[Haskell-cafe] strange behavior in Text.Regex.Posix

Tue Jan 23 05:38:42 EST 2007

John MacFarlane wrote:
> Can anyone help me understand this odd behavior in Text.Regex.Posix (GHC 6.6)?
> 
> Prelude Text.Regex.Posix Text.Regex> subRegex (mkRegex "\\^") "he\350llo" "@"
> "he at llo"
> 
> Why does /\^/ match \350 here?  Generally Text.Regex.Posix seems to work
> fine with unicode characters.  For example, \350 is treated as a single
> character here:
> 
> Prelude Text.Regex.Posix Text.Regex> subRegex (mkRegex "e.l") "he\350llo" "@"
> "h at lo"
> 
> The problem is specific to \350 and doesn't happen with, say, \351:
> 
> Prelude Text.Regex> subRegex (mkRegex "\\^") "he\351llo" "@"
> "he\351llo"
> 
> Is this a bug, or just something I'm not understanding?
> 
> John
> 
> _______________________________________________
> Haskell-Cafe mailing list
> Haskell-Cafe at haskell.org
> http://www.haskell.org/mailman/listinfo/haskell-cafe

The Text.Regex API calls the regex-posix backend in Text.Regex.Posix which hands
off the matching to the (very slow) posix c library.

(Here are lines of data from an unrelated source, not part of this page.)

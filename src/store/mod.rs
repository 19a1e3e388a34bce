//! Unidirectional state container primitives.
//!
//! The application state lives in a single [`Store`] split into
//! independently reducible slices. The view layer reads snapshots and
//! dispatches intents; the store is the only mutation path.
//!
//! # Architecture
//!
//! ```text
//! Intent ──→ Reducer ──→ State ──→ View
//!    ↑                              │
//!    └──────────────────────────────┘
//! ```
//!
//! - **State**: immutable representation of a slice of application state
//! - **Intent**: user actions or system events
//! - **Reducer**: pure function that transforms state based on intents

mod container;
mod intent;
mod reducer;
mod state;

pub use container::{AppIntent, AppState, Store, StoreSubscription};
pub use intent::Intent;
pub use reducer::Reducer;
pub use state::SliceState;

And this library does not know unicode from a hole in the ground -- all Char are
truncated to a single byte:

chr (ord '\350' `mod` 256) is '^'

Thus your pattern, which matches the character '^' will match '\350'.

http://darcs.haskell.org/packages/
http://darcs.haskell.org/packages/regex-unstable/

For a full Char matching regex backend you should get regex-parsec.  The
regex-dfa backend has problems which I have not uploaded the fix to.

The regex-pcre backend ought to handle UTF8 -- but you have to handle the
conversion to UTF8, for which Data.ByteString will come in handy.

The unstable library regex-tdfa is much faster then regex-parsec and is more
POSIX compliant than regex-posix.  It should go stable within a week.